**Your assignment:** The lines wanted are those in the data below that include "crate".

[Stored data entries]

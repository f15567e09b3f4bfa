mod classifier;
pub use crate::classifier::{Classifier, ConvClassifier, ModelPerformance};

mod collector;
pub use crate::collector::{Collector, TagCollector};

mod embeddings;
pub use crate::embeddings::FinalfusionEmbeddings;

mod error;
pub use crate::error::{ConfigError, DataError, LexiconError, StateError};

mod features;
pub use crate::features::{FeatureAssembler, DEFAULT_CONTEXT};

mod lexicon;
pub use crate::lexicon::{EmbeddingProvider, Lexicon, Provider};

pub mod lr;

pub mod serialization;

mod state;
pub use crate::state::{Accuracy, TaggingState};

mod tagger;
pub use crate::tagger::{Tag, Tagger};

mod tags;
pub use crate::tags::TagSet;

mod trainer;
pub use crate::trainer::{Bagging, Trainer};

**Result of the task:**
pub use crate::classifier::{Classifier, ConvClassifier, ModelPerformance};
pub use crate::collector::{Collector, TagCollector};
pub use crate::embeddings::FinalfusionEmbeddings;
pub use crate::error::{ConfigError, DataError, LexiconError, StateError};
pub use crate::features::{FeatureAssembler, DEFAULT_CONTEXT};
pub use crate::lexicon::{EmbeddingProvider, Lexicon, Provider};
pub use crate::state::{Accuracy, TaggingState};
pub use crate::tagger::{Tag, Tagger};
pub use crate::tags::TagSet;
pub use crate::trainer::{Bagging, Trainer};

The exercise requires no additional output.